Climate talks: some progress, but without US
Ten months after the Kyoto Protocol took effect, bleary-eyed delegates to UN climate talks here left the sprawling Palais des Congres early Saturday with firm protocol rules and a blueprint - if blurry - for negotiating future commitments.
What they didn't get was deeper participation from Washington. The Bush administration withdrew from Kyoto negotiations in 2001 and adopted its own program to reduce greenhouse gas "intensity" 18 percent by 2012 through voluntary adoption of new, energy- efficient technologies.
Nearly everyone agrees that no global regime to curb emissions will be successful without US involvement. Yet some hold that merely getting delegates to agree to more talks constitutes progress - though the conference closed with fewer specifics about the future than many had hoped for.
Major players such as Japan, Russia, and Europe signaled a readiness "to move forward without the United States," notes Alden Meyer, director of strategy and policy for the Union of Concerned Scientists in Washington, D.C.
Several factors appear to have influenced that decision. Developing countries, he says, now see the protocol's financial tools as benefiting them in several ways. In the US, state and local governments are enacting their own reduction agreements, albeit with fits and starts. And in June, the Senate adopted a nonbinding resolution 54-43 that backs mandatory reduction targets, to be achieved with market methods.
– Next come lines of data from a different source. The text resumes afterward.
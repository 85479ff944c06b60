use serde::{Deserialize, Serialize};
use serde_json::Value;

// ── initialize ──────────────────────────────────────────────────────

#[derive(Debug, Clone, Deserialize)]
pub struct InitializeParams {
    pub protocol_version: String,
    pub client: String,
    pub client_version: String,
}

#[derive(Debug, Clone, Serialize)]
pub struct InitializeResult {
    pub protocol_version: String,
    pub agent_version: String,
    /// Names of the configured drivers.
    pub drivers: Vec<String>,
}

// ── health.check ────────────────────────────────────────────────────

#[derive(Debug, Clone, Serialize)]
pub struct HealthCheckResult {
    pub status: String,
    pub uptime_secs: u64,
    pub open_files: usize,
}

// ── driver.list ─────────────────────────────────────────────────────

#[derive(Debug, Clone, Serialize)]
pub struct DriverListResult {
    pub drivers: Vec<DriverListEntry>,
}

#[derive(Debug, Clone, Serialize)]
pub struct DriverListEntry {
    pub name: String,
    pub path: String,
    pub permissions: String,
}

// ── driver.command ──────────────────────────────────────────────────

#[derive(Debug, Clone, Deserialize)]
pub struct DriverCommandParams {
    pub driver: String,
    pub cmd: String,
    #[serde(default)]
    pub server: Value,
    #[serde(default)]
    pub args: Vec<Value>,
}

// ── transfer.cancel ─────────────────────────────────────────────────

#[derive(Debug, Clone, Deserialize)]
pub struct TransferCancelParams {
    pub transfer_id: String,
}

#[derive(Debug, Clone, Serialize)]
pub struct TransferCancelResult {
    pub cancelled: bool,
}

// ── transfer.progress (notification) ────────────────────────────────

#[derive(Debug, Clone, Copy, PartialEq, Eq, Serialize)]
#[serde(rename_all = "lowercase")]
pub enum TransferDirection {
    Upload,
    Download,
}

#[derive(Debug, Clone, Serialize)]
pub struct TransferProgressParams {
    pub transfer_id: String,
    pub direction: TransferDirection,
    pub transferred: u64,
    pub total: Option<u64>,
}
Atmospheric scientists hold that carbon-dioxide emissions have triggered a long-term warming trend that will accelerate if heat-trapping gases from burning coal, oil, and natural gas aren't curbed.
The talks here followed two tracks. On Track 1, delegates put the finishing touches on implementing the 1997 Kyoto Protocol, which 157 countries have ratified. Under Kyoto, industrial countries must reduce their carbon-dioxide emissions by an average of just over 5 percent between 2008 and 2012.
Participating countries strengthened market mechanisms for achieving targets. They anted up money for a fund to help developing countries that may confront rising sea levels or changes in rainfall patterns. And they laid the foundation for talks on a new set of targets to take effect in 2013 and on new ways to achieve those targets.
On Track 2, the US remained hitched to a broader, less-rigorous climate agreement - which gave rise to the protocol - by a slender thread. It was thin enough to please the White House, which avoided any talks it perceived as leading to mandatory targets and timetables. Yet the thread let the rest of the world claim that the US, the world's largest single source of industrial carbon-dioxide emissions, remains engaged in talks about future action.
This was seen as critical to drawing developing countries into talks about how they can increase their efforts to curb greenhouse-gas emissions. Under the terms of both agreements, developing countries have no initial obligations, although some countries, such as China, are adopting aggressive pollution standards that many here say will help them move into more-formal agreements later.